It's been fun hanging out with Corrine...I learnt how to crochett! In fact, kinda addicted to it right now..I know that I should be writing that script for my brother, yet I spend so much time crochetting. Heh. Kinda like when I was addicted to cross-stitch and wouldn't stop cross-stitching even to eat. Scary. I think I should make a blanket. Maybe for myself, or maybe I'll give it away. Whatever it is, I think it'll be a sweet present either for myself or someone else.
Part of my results have come back. And the part that I'm most worried about? Well, yeah I didn't fail, but they're like shit. This is the worst results I've ever gotten..for a very long time. Like maybe since 6 years ago or something like that. Sigh. I won't even mention what a blow it is to my ego, since I really studied very hard for this exam. But what I'm most concerned about right now is how disappointed my parents will be. They won't scold me, I know, but they'll be disappointed. Bleah.
But at least the good thing is, I'm leaving for Japan tomorrow. I don't have to remember anything related to chambana if I don't want to. I don't have to remember my results at all. I should just concentrate on having fun this winter break. These few days at Corrine's place has been pretty good, cos she does a really good job making sure I'm not alone too much, introducing me to all her friends she's hanging out with, while at the same time not talk about school all that much. Except that one time when she checked her results...and then of course I checked my results and bham, I got the bad news. Sigh.
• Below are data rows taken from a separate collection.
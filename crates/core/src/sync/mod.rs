//! The order sync pipeline: contact, line items, contribution, status.

mod pipeline;
mod types;

pub use pipeline::OrderSync;
pub use types::{SyncOutcome, SyncReport};
mod loader;
mod types;
mod validate;

pub use loader::{load_config, load_config_from_str};
pub use types::*;
pub use validate::validate_config;

use thiserror::Error;

#[derive(Debug, Error)]
pub enum ConfigError {
    #[error("Configuration file not found: {0}")]
    FileNotFound(String),

    #[error("Failed to parse configuration: {0}")]
    ParseError(String),

    #[error("Configuration validation failed: {0}")]
    ValidationError(String),
}
use serde::{Deserialize, Serialize};
use std::collections::HashMap;
use std::net::IpAddr;
use std::path::PathBuf;

/// Root configuration
#[derive(Debug, Clone, Deserialize, Serialize)]
pub struct Config {
    pub crm: CrmConfig,
    pub contribution: ContributionConfig,
    #[serde(default)]
    pub contact: ContactConfig,
    #[serde(default)]
    pub server: ServerConfig,
    #[serde(default)]
    pub database: DatabaseConfig,
    #[serde(default)]
    pub ingress: IngressConfig,
}

/// Server configuration
#[derive(Debug, Clone, Deserialize, Serialize)]
pub struct ServerConfig {
    #[serde(default = "default_host")]
    pub host: IpAddr,
    #[serde(default = "default_port")]
    pub port: u16,
}

impl Default for ServerConfig {
    fn default() -> Self {
        Self {
            host: default_host(),
            port: default_port(),
        }
    }
}

fn default_host() -> IpAddr {
    IpAddr::from([0, 0, 0, 0])
}

fn default_port() -> u16 {
    8080
}

/// Database configuration
#[derive(Debug, Clone, Deserialize, Serialize)]
pub struct DatabaseConfig {
    #[serde(default = "default_db_path")]
    pub path: PathBuf,
}

impl Default for DatabaseConfig {
    fn default() -> Self {
        Self {
            path: default_db_path(),
        }
    }
}

fn default_db_path() -> PathBuf {
    PathBuf::from("crmsync.db")
}

/// Webhook ingress configuration.
///
/// When `api_key` is set, order events must present it either as
/// `Authorization: Bearer <key>` or `X-API-Key: <key>`.
#[derive(Debug, Clone, Default, Deserialize, Serialize)]
pub struct IngressConfig {
    #[serde(default)]
    pub api_key: Option<String>,
}

/// Remote CRM connection settings.
#[derive(Debug, Clone, Deserialize, Serialize)]
pub struct CrmConfig {
    /// REST endpoint (e.g., "https://crm.example.org/civicrm/ajax/rest")
    pub url: String,
    /// Per-user API key
    pub api_key: String,
    /// Site key
    #[serde(default)]
    pub site_key: String,
    /// Request timeout in seconds (default: 30)
    #[serde(default = "default_timeout")]
    pub timeout_secs: u32,
}

fn default_timeout() -> u32 {
    30
}

/// How existing contacts are matched before a new one is created.
#[derive(Debug, Clone, PartialEq, Eq, Serialize, Deserialize)]
#[serde(from = "String", into = "String")]
pub enum DedupeStrategy {
    /// The CRM's default unsupervised rule for the contact type.
    Unsupervised,
    /// A named dedupe rule.
    Named(String),
}

impl From<String> for DedupeStrategy {
    fn from(value: String) -> Self {
        if value.eq_ignore_ascii_case("unsupervised") {
            DedupeStrategy::Unsupervised
        } else {
            DedupeStrategy::Named(value)
        }
    }
}

impl From<DedupeStrategy> for String {
    fn from(value: DedupeStrategy) -> Self {
        match value {
            DedupeStrategy::Unsupervised => "unsupervised".to_string(),
            DedupeStrategy::Named(name) => name,
        }
    }
}

/// Contact creation settings.
#[derive(Debug, Clone, Deserialize, Serialize)]
pub struct ContactConfig {
    #[serde(default = "default_contact_type")]
    pub contact_type: String,
    /// Sub-type added to every synced contact (never replaces existing ones).
    #[serde(default)]
    pub contact_sub_type: Option<String>,
    #[serde(default = "default_dedupe_rule")]
    pub dedupe_rule: DedupeStrategy,
    /// Provenance recorded on contacts this service creates.
    #[serde(default = "default_contact_source")]
    pub contact_source: String,
}

impl Default for ContactConfig {
    fn default() -> Self {
        Self {
            contact_type: default_contact_type(),
            contact_sub_type: None,
            dedupe_rule: default_dedupe_rule(),
            contact_source: default_contact_source(),
        }
    }
}

fn default_contact_type() -> String {
    "Individual".to_string()
}

fn default_dedupe_rule() -> DedupeStrategy {
    DedupeStrategy::Unsupervised
}

fn default_contact_source() -> String {
    "Online shop purchase".to_string()
}

/// Contribution and line item settings.
#[derive(Debug, Clone, Deserialize, Serialize)]
pub struct ContributionConfig {
    /// Fallback financial type for contributions with mixed or unmapped line items.
    pub default_financial_type_id: u64,
    /// Financial type for the synthetic shipping line item. Shipping is dropped when unset.
    #[serde(default)]
    pub shipping_financial_type_id: Option<u64>,
    /// Overrides the CRM's default contribution price field value.
    #[serde(default)]
    pub default_price_field_value_id: Option<u64>,
    /// Payment gateways whose orders are recorded as "pay later".
    #[serde(default = "default_pay_later_gateways")]
    pub pay_later_gateways: Vec<String>,
    /// Skip orders with a zero total entirely.
    #[serde(default)]
    pub ignore_zero_amount_orders: bool,
    /// Global source string for contributions and participants.
    #[serde(default = "default_source")]
    pub source: String,
    /// Campaign applied to new contributions unless the order carries its own.
    #[serde(default)]
    pub campaign_id: Option<u64>,
    /// Payment gateway id -> payment instrument id.
    #[serde(default)]
    pub payment_instruments: HashMap<String, u64>,
    #[serde(default)]
    pub default_payment_instrument_id: Option<u64>,
}

impl ContributionConfig {
    /// Creates a config with the given default financial type and everything else defaulted.
    pub fn with_default_financial_type(financial_type_id: u64) -> Self {
        Self {
            default_financial_type_id: financial_type_id,
            shipping_financial_type_id: None,
            default_price_field_value_id: None,
            pay_later_gateways: default_pay_later_gateways(),
            ignore_zero_amount_orders: false,
            source: default_source(),
            campaign_id: None,
            payment_instruments: HashMap::new(),
            default_payment_instrument_id: None,
        }
    }

    /// Whether orders paid through `gateway` are pay-later.
    pub fn is_pay_later(&self, gateway: &str) -> bool {
        self.pay_later_gateways.iter().any(|g| g == gateway)
    }

    /// Payment instrument for the given gateway, falling back to the default.
    pub fn payment_instrument_for(&self, gateway: &str) -> Option<u64> {
        self.payment_instruments
            .get(gateway)
            .copied()
            .or(self.default_payment_instrument_id)
    }
}

fn default_pay_later_gateways() -> Vec<String> {
    vec!["bacs".to_string(), "cheque".to_string(), "cod".to_string()]
}

fn default_source() -> String {
    "Shop".to_string()
}

/// Sanitized config for API responses (secrets redacted)
#[derive(Debug, Clone, Serialize)]
pub struct SanitizedConfig {
    pub server: ServerConfig,
    pub database: DatabaseConfig,
    pub crm: SanitizedCrmConfig,
    pub contact: ContactConfig,
    pub contribution: ContributionConfig,
    pub ingress_api_key_configured: bool,
}

/// CRM config with keys hidden
#[derive(Debug, Clone, Serialize)]
pub struct SanitizedCrmConfig {
    pub url: String,
    pub api_key_configured: bool,
    pub site_key_configured: bool,
    pub timeout_secs: u32,
}

impl From<&Config> for SanitizedConfig {
    fn from(config: &Config) -> Self {
        Self {
            server: config.server.clone(),
            database: config.database.clone(),
            crm: SanitizedCrmConfig {
                url: config.crm.url.clone(),
                api_key_configured: !config.crm.api_key.is_empty(),
                site_key_configured: !config.crm.site_key.is_empty(),
                timeout_secs: config.crm.timeout_secs,
            },
            contact: config.contact.clone(),
            contribution: config.contribution.clone(),
            ingress_api_key_configured: config
                .ingress
                .api_key
                .as_ref()
                .is_some_and(|k| !k.is_empty()),
        }
    }
}
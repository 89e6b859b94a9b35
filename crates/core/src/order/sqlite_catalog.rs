//! SQLite-backed product catalog.

use std::path::Path;
use std::sync::Mutex;

use chrono::Utc;
use rusqlite::{params, Connection, OptionalExtension};

use super::{CatalogError, MappingNamespace, ProductCatalog, ProductMapping};

/// SQLite-backed product mapping store.
pub struct SqliteProductCatalog {
    conn: Mutex<Connection>,
}

impl SqliteProductCatalog {
    /// Create a new catalog, creating the database file and tables if needed.
    pub fn new(path: &Path) -> Result<Self, CatalogError> {
        let conn = Connection::open(path).map_err(|e| CatalogError::Database(e.to_string()))?;
        Self::initialize_schema(&conn)?;
        Ok(Self {
            conn: Mutex::new(conn),
        })
    }

    /// Create an in-memory catalog (useful for testing).
    pub fn in_memory() -> Result<Self, CatalogError> {
        let conn =
            Connection::open_in_memory().map_err(|e| CatalogError::Database(e.to_string()))?;
        Self::initialize_schema(&conn)?;
        Ok(Self {
            conn: Mutex::new(conn),
        })
    }

    fn initialize_schema(conn: &Connection) -> Result<(), CatalogError> {
        conn.execute_batch(
            r#"
            CREATE TABLE IF NOT EXISTS product_mappings (
                namespace TEXT NOT NULL,
                id INTEGER NOT NULL,
                mapping TEXT NOT NULL,
                updated_at TEXT NOT NULL,
                PRIMARY KEY (namespace, id)
            );
            "#,
        )
        .map_err(|e| CatalogError::Database(e.to_string()))
    }
}

impl ProductCatalog for SqliteProductCatalog {
    fn mapping(
        &self,
        namespace: MappingNamespace,
        id: u64,
    ) -> Result<Option<ProductMapping>, CatalogError> {
        let conn = self.conn.lock().unwrap();

        let json: Option<String> = conn
            .query_row(
                "SELECT mapping FROM product_mappings WHERE namespace = ? AND id = ?",
                params![namespace.as_str(), id as i64],
                |row| row.get(0),
            )
            .optional()
            .map_err(|e| CatalogError::Database(e.to_string()))?;

        json.map(|json| {
            serde_json::from_str(&json).map_err(|e| CatalogError::InvalidMapping {
                namespace: namespace.as_str(),
                id,
                reason: e.to_string(),
            })
        })
        .transpose()
    }

    fn upsert(
        &self,
        namespace: MappingNamespace,
        id: u64,
        mapping: &ProductMapping,
    ) -> Result<(), CatalogError> {
        let json =
            serde_json::to_string(mapping).map_err(|e| CatalogError::Database(e.to_string()))?;
        let conn = self.conn.lock().unwrap();

        conn.execute(
            r#"
            INSERT INTO product_mappings (namespace, id, mapping, updated_at)
            VALUES (?, ?, ?, ?)
            ON CONFLICT(namespace, id) DO UPDATE SET
                mapping = excluded.mapping,
                updated_at = excluded.updated_at
            "#,
            params![namespace.as_str(), id as i64, json, Utc::now().to_rfc3339()],
        )
        .map_err(|e| CatalogError::Database(e.to_string()))?;

        Ok(())
    }

    fn remove(&self, namespace: MappingNamespace, id: u64) -> Result<bool, CatalogError> {
        let conn = self.conn.lock().unwrap();
        let removed = conn
            .execute(
                "DELETE FROM product_mappings WHERE namespace = ? AND id = ?",
                params![namespace.as_str(), id as i64],
            )
            .map_err(|e| CatalogError::Database(e.to_string()))?;
        Ok(removed > 0)
    }
}

#[cfg(test)]
mod tests {
    use super::*;
    use crate::order::EntityType;
    use tempfile::TempDir;

    #[test]
    fn test_missing_mapping_is_unset() {
        let catalog = SqliteProductCatalog::in_memory().unwrap();
        assert!(catalog
            .mapping(MappingNamespace::Product, 1)
            .unwrap()
            .is_none());
        assert_eq!(
            catalog.product_mapping(1).unwrap().entity_type,
            EntityType::Unset
        );
    }

    #[test]
    fn test_upsert_and_replace() {
        let catalog = SqliteProductCatalog::in_memory().unwrap();
        catalog
            .upsert(
                MappingNamespace::Product,
                10,
                &ProductMapping::contribution(5, 3),
            )
            .unwrap();
        assert_eq!(
            catalog.product_mapping(10).unwrap(),
            ProductMapping::contribution(5, 3)
        );

        catalog
            .upsert(MappingNamespace::Product, 10, &ProductMapping::excluded())
            .unwrap();
        assert_eq!(
            catalog.product_mapping(10).unwrap().entity_type,
            EntityType::Exclude
        );
    }

    #[test]
    fn test_namespaces_are_separate() {
        let catalog = SqliteProductCatalog::in_memory().unwrap();
        catalog
            .upsert(
                MappingNamespace::Variation,
                10,
                &ProductMapping::membership(2, 4, 7),
            )
            .unwrap();

        assert!(catalog
            .mapping(MappingNamespace::Product, 10)
            .unwrap()
            .is_none());
        assert!(catalog
            .mapping(MappingNamespace::Variation, 10)
            .unwrap()
            .is_some());
    }

    #[test]
    fn test_remove() {
        let catalog = SqliteProductCatalog::in_memory().unwrap();
        catalog
            .upsert(MappingNamespace::Product, 1, &ProductMapping::excluded())
            .unwrap();
        assert!(catalog.remove(MappingNamespace::Product, 1).unwrap());
        assert!(!catalog.remove(MappingNamespace::Product, 1).unwrap());
    }

    #[test]
    fn test_persists_across_connections() {
        let dir = TempDir::new().unwrap();
        let path = dir.path().join("catalog.db");
        {
            let catalog = SqliteProductCatalog::new(&path).unwrap();
            catalog
                .upsert(
                    MappingNamespace::Product,
                    3,
                    &ProductMapping::contribution(1, 2),
                )
                .unwrap();
        }
        let catalog = SqliteProductCatalog::new(&path).unwrap();
        assert_eq!(
            catalog.product_mapping(3).unwrap(),
            ProductMapping::contribution(1, 2)
        );
    }
}
//! Commerce status to CRM contribution status table.

use crate::crm::ContributionStatus;
use crate::order::OrderStatus;

/// CRM status an Order status maps onto. Several Order statuses share one.
pub fn contribution_status_for(status: OrderStatus) -> ContributionStatus {
    match status {
        OrderStatus::Pending | OrderStatus::Processing | OrderStatus::OnHold => {
            ContributionStatus::Pending
        }
        OrderStatus::Completed => ContributionStatus::Completed,
        OrderStatus::Cancelled => ContributionStatus::Cancelled,
        OrderStatus::Refunded => ContributionStatus::Refunded,
        OrderStatus::Failed => ContributionStatus::Failed,
    }
}

/// Whether moving between two Order statuses leaves the CRM untouched.
pub fn is_noop_transition(old: OrderStatus, new: OrderStatus) -> bool {
    old == new || contribution_status_for(old) == contribution_status_for(new)
}
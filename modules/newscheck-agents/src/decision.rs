use std::collections::HashMap;

use tracing::info;

use newscheck_common::{
    AlignmentLabel, ContextSet, CorroborationCount, Signal, Verdict, VerdictCategory,
    VeracitySignal,
};

use crate::prompts::format_context;
use crate::response::DecisionResponse;
use crate::{AgentError, AgentRunner, PromptKind};

/// Corroboration count at which identical headlines look like a campaign.
pub const CAMPAIGN_THRESHOLD: u32 = 5;

const DEGRADED_NOTE: &str = "Some inputs are marked UNKNOWN because they could not be computed. \
An UNKNOWN input is not evidence either way: decide on the remaining criteria.";

/// Everything the verdict is based on. Every signal is present, computed or not.
#[derive(Debug, Clone, Copy)]
pub struct DecisionInputs<'a> {
    pub article_text: &'a str,
    pub context: &'a Signal<ContextSet>,
    pub veracity: &'a Signal<VeracitySignal>,
    pub alignment: &'a Signal<AlignmentLabel>,
    pub corroboration: &'a Signal<CorroborationCount>,
}

impl DecisionInputs<'_> {
    /// Names of the signals that could not be computed.
    pub fn degraded(&self) -> Vec<&'static str> {
        [
            ("context", self.context.is_degraded()),
            ("veracity", self.veracity.is_degraded()),
            ("alignment", self.alignment.is_degraded()),
            ("corroboration", self.corroboration.is_degraded()),
        ]
        .into_iter()
        .filter_map(|(name, degraded)| degraded.then_some(name))
        .collect()
    }
}

/// Final Fake/Real decision with reasoning in the configured language.
#[derive(Clone)]
pub struct VerdictAggregator {
    runner: AgentRunner,
    language: String,
    flag_degraded: bool,
}

impl VerdictAggregator {
    pub fn new(runner: AgentRunner, language: impl Into<String>) -> Self {
        Self {
            runner,
            language: language.into(),
            flag_degraded: true,
        }
    }

    /// Whether degraded inputs carry their reason and an instruction to
    /// discount them.
    pub fn with_degraded_flagging(mut self, flag_degraded: bool) -> Self {
        self.flag_degraded = flag_degraded;
        self
    }

    pub fn language(&self) -> &str {
        &self.language
    }

    pub async fn decide(&self, inputs: &DecisionInputs<'_>) -> Result<Verdict, AgentError> {
        let context = match inputs.context {
            Signal::Computed { value } => format_context(value),
            Signal::Degraded { reason } => self.unknown(reason),
        };
        let probability = self.render(inputs.veracity, |v| format!("{:.4}", v.probability));
        let alignment = self.render(inputs.alignment, |a| a.to_string());
        let times = self.render(inputs.corroboration, |c| c.times.to_string());
        let notes = if self.flag_degraded && !inputs.degraded().is_empty() {
            format!("\n{DEGRADED_NOTE}\n")
        } else {
            String::new()
        };

        let vars = HashMap::from([
            ("news", self.runner.clip(inputs.article_text)),
            ("filtered_context", self.runner.clip(&context)),
            ("probability", probability.as_str()),
            ("alignment", alignment.as_str()),
            ("times", times.as_str()),
            ("notes", notes.as_str()),
            ("language", self.language.as_str()),
        ]);

        let reply: DecisionResponse = self.runner.invoke(PromptKind::Decision, &vars).await?;
        if reply.reasoning.trim().is_empty() {
            return Err(AgentError::Parse {
                agent: PromptKind::Decision.name(),
                reason: "reasoning is empty".to_string(),
            });
        }

        info!(category = %reply.category, "Verdict rendered");
        Ok(Verdict {
            category: reply.category,
            reasoning: reply.reasoning,
        })
    }

    fn render<T>(&self, signal: &Signal<T>, show: impl Fn(&T) -> String) -> String {
        match signal {
            Signal::Computed { value } => show(value),
            Signal::Degraded { reason } => self.unknown(reason),
        }
    }

    fn unknown(&self, reason: &str) -> String {
        if self.flag_degraded {
            format!("UNKNOWN ({reason})")
        } else {
            "UNKNOWN".to_string()
        }
    }
}

/// Deterministic verdict from the signals, used when the aggregator itself is
/// unavailable. Any fake indicator makes the article Fake; so does having no
/// computed signal at all.
pub fn fallback_verdict(inputs: &DecisionInputs<'_>, language: &str) -> Verdict {
    let spanish = is_spanish(language);
    let mut indicators = Vec::new();

    if let Some(v) = inputs.veracity.value() {
        if v.probability < 0.5 {
            indicators.push(if spanish {
                format!("el clasificador estima una probabilidad de veracidad de {:.2}", v.probability)
            } else {
                format!("the classifier estimates a probability of {:.2} that it is real", v.probability)
            });
        }
    }
    if inputs.alignment.value() == Some(&AlignmentLabel::NotAligned) {
        indicators.push(if spanish {
            "el titular no se corresponde con el cuerpo".to_string()
        } else {
            "the headline is not aligned with the body".to_string()
        });
    }
    if let Some(c) = inputs.corroboration.value() {
        if c.times >= CAMPAIGN_THRESHOLD {
            indicators.push(if spanish {
                format!("el titular aparece idéntico en {} fuentes", c.times)
            } else {
                format!("the exact headline appears in {} sources", c.times)
            });
        }
    }

    let no_evidence = inputs.veracity.is_degraded() && inputs.alignment.is_degraded();

    let (category, reasoning) = if !indicators.is_empty() {
        let joined = indicators.join("; ");
        let text = if spanish {
            format!("Veredicto automático sin agente de decisión: {joined}.")
        } else {
            format!("Automatic verdict without the decision agent: {joined}.")
        };
        (VerdictCategory::Fake, text)
    } else if no_evidence {
        let text = if spanish {
            "Veredicto automático sin agente de decisión: no hay señales suficientes para verificar la noticia."
        } else {
            "Automatic verdict without the decision agent: there are not enough signals to verify the news."
        };
        (VerdictCategory::Fake, text.to_string())
    } else {
        let text = if spanish {
            "Veredicto automático sin agente de decisión: ninguna señal disponible indica desinformación."
        } else {
            "Automatic verdict without the decision agent: no available signal indicates misinformation."
        };
        (VerdictCategory::Real, text.to_string())
    };

    Verdict {
        category,
        reasoning,
    }
}

fn is_spanish(language: &str) -> bool {
    let lang = language.trim().to_lowercase();
    lang.starts_with("span") || lang.starts_with("españ") || lang.starts_with("espan") || lang == "es"
}
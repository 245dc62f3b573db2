use chrono::{DateTime, Utc};
use serde::Serialize;
use uuid::Uuid;

use newscheck_common::{
    AlignmentLabel, ContextSet, CorroborationCount, HeadlineSubject, Signal, TopicResult, Verdict,
    VerdictSource, VeracitySignal,
};

use crate::stage::StageRecord;

/// Everything one run produced, ready to print as JSON.
#[derive(Debug, Clone, Serialize)]
pub struct PipelineReport {
    pub run_id: Uuid,
    pub started_at: DateTime<Utc>,
    pub finished_at: DateTime<Utc>,
    pub headline: String,
    /// Domain supplied with the article, if any.
    pub domain: Option<u32>,
    pub stages: Vec<StageRecord>,
    pub topic: Signal<TopicResult>,
    pub veracity: Signal<VeracitySignal>,
    pub context: Signal<ContextSet>,
    pub subject: Signal<HeadlineSubject>,
    pub alignment: Signal<AlignmentLabel>,
    pub corroboration: Signal<CorroborationCount>,
    /// Names of the signals that could not be computed.
    pub degraded: Vec<String>,
    pub verdict: Verdict,
    pub verdict_source: VerdictSource,
}

impl PipelineReport {
    pub fn is_degraded(&self) -> bool {
        !self.degraded.is_empty() || self.verdict_source == VerdictSource::Fallback
    }

    pub fn to_json(&self) -> serde_json::Result<String> {
        serde_json::to_string_pretty(self)
    }
}
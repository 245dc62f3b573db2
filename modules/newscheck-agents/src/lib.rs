pub mod agent;
pub mod alignment;
pub mod corroboration;
pub mod decision;
pub mod error;
pub mod llm;
pub mod prompts;
pub mod response;
pub mod retriever;
pub mod subject;
pub mod template;

#[cfg(any(test, feature = "test-support"))]
pub mod testing;

pub use agent::AgentRunner;
pub use alignment::AlignmentChecker;
pub use corroboration::{literal_count, CorroborationCounter};
pub use decision::{fallback_verdict, DecisionInputs, VerdictAggregator};
pub use error::AgentError;
pub use llm::{LanguageModel, PromptRequest};
pub use prompts::{format_context, PromptKind, PromptSet, PromptSpec};
pub use retriever::{ContextRetriever, NoopRetriever, SerperRetriever};
pub use subject::SubjectClassifier;
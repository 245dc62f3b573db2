mod client;
pub(crate) mod schema;
pub(crate) mod types;

pub use schema::StructuredOutput;

use std::time::Duration;

use crate::error::AiError;
use client::OpenAiClient;
use types::{deterministic_temperature, ChatRequest, WireMessage};

const DEFAULT_TIMEOUT: Duration = Duration::from_secs(60);
const MAX_OUTPUT_TOKENS: u32 = 4096;

// =============================================================================
// OpenAi Agent
// =============================================================================

#[derive(Clone)]
pub struct OpenAi {
    api_key: String,
    pub(crate) model: String,
    base_url: Option<String>,
    timeout: Duration,
}

impl OpenAi {
    pub fn new(api_key: impl Into<String>, model: impl Into<String>) -> Self {
        Self {
            api_key: api_key.into(),
            model: model.into(),
            base_url: None,
            timeout: DEFAULT_TIMEOUT,
        }
    }

    pub fn with_base_url(mut self, url: impl Into<String>) -> Self {
        self.base_url = Some(url.into());
        self
    }

    /// Per-request HTTP timeout.
    pub fn with_timeout(mut self, timeout: Duration) -> Self {
        self.timeout = timeout;
        self
    }

    pub fn model(&self) -> &str {
        &self.model
    }

    pub fn timeout(&self) -> Duration {
        self.timeout
    }

    fn client(&self) -> Result<OpenAiClient, AiError> {
        let client = OpenAiClient::new(&self.api_key, self.timeout)?;
        Ok(match self.base_url {
            Some(ref url) => client.with_base_url(url),
            None => client,
        })
    }

    fn base_request(&self, system: String, user: String) -> ChatRequest {
        ChatRequest::new(&self.model)
            .message(WireMessage::system(system))
            .message(WireMessage::user(user))
            .temperature(deterministic_temperature(&self.model))
            .token_limit(MAX_OUTPUT_TOKENS)
    }

    /// Chat completion constrained by a JSON schema. Returns the raw JSON text
    /// so callers decide how strictly to parse it.
    pub async fn structured_output(
        &self,
        system: impl Into<String>,
        user: impl Into<String>,
        schema_name: &str,
        schema: serde_json::Value,
    ) -> Result<String, AiError> {
        let request = self
            .base_request(system.into(), user.into())
            .json_schema(schema_name, schema);
        self.client()?.chat(&request).await
    }
}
Shaun says that I should go out there and buy a great dress to cheer myself up. Well, I did buy some nice underwear, and it does make me feel not too bad. I think underwear is a girl's secret way to cheer up, cos seriously, no one else knows whether I'm wearing nice or crap panties, but hey, I know and it just feels good to know that I take care of myself well enough to indulge in nice panties. Hmm. Am I making sense? I'm going to be wearing nice clothes on the flight tomorrow, including my underwear, just to make myself happy. And also so that if anything happens to me, the paramedics won't have to see me in ugly underwear. Hmm. Yeah, that's the kind of thoughts I have. HAhaha...I amuse myself.
I am going to sleep now, cos I realise my mind is already not quite thinking straight. Might as well go sleep now and actually get some hours of sleep than "accidentally" fall asleep later and feel like crap when I board the plane.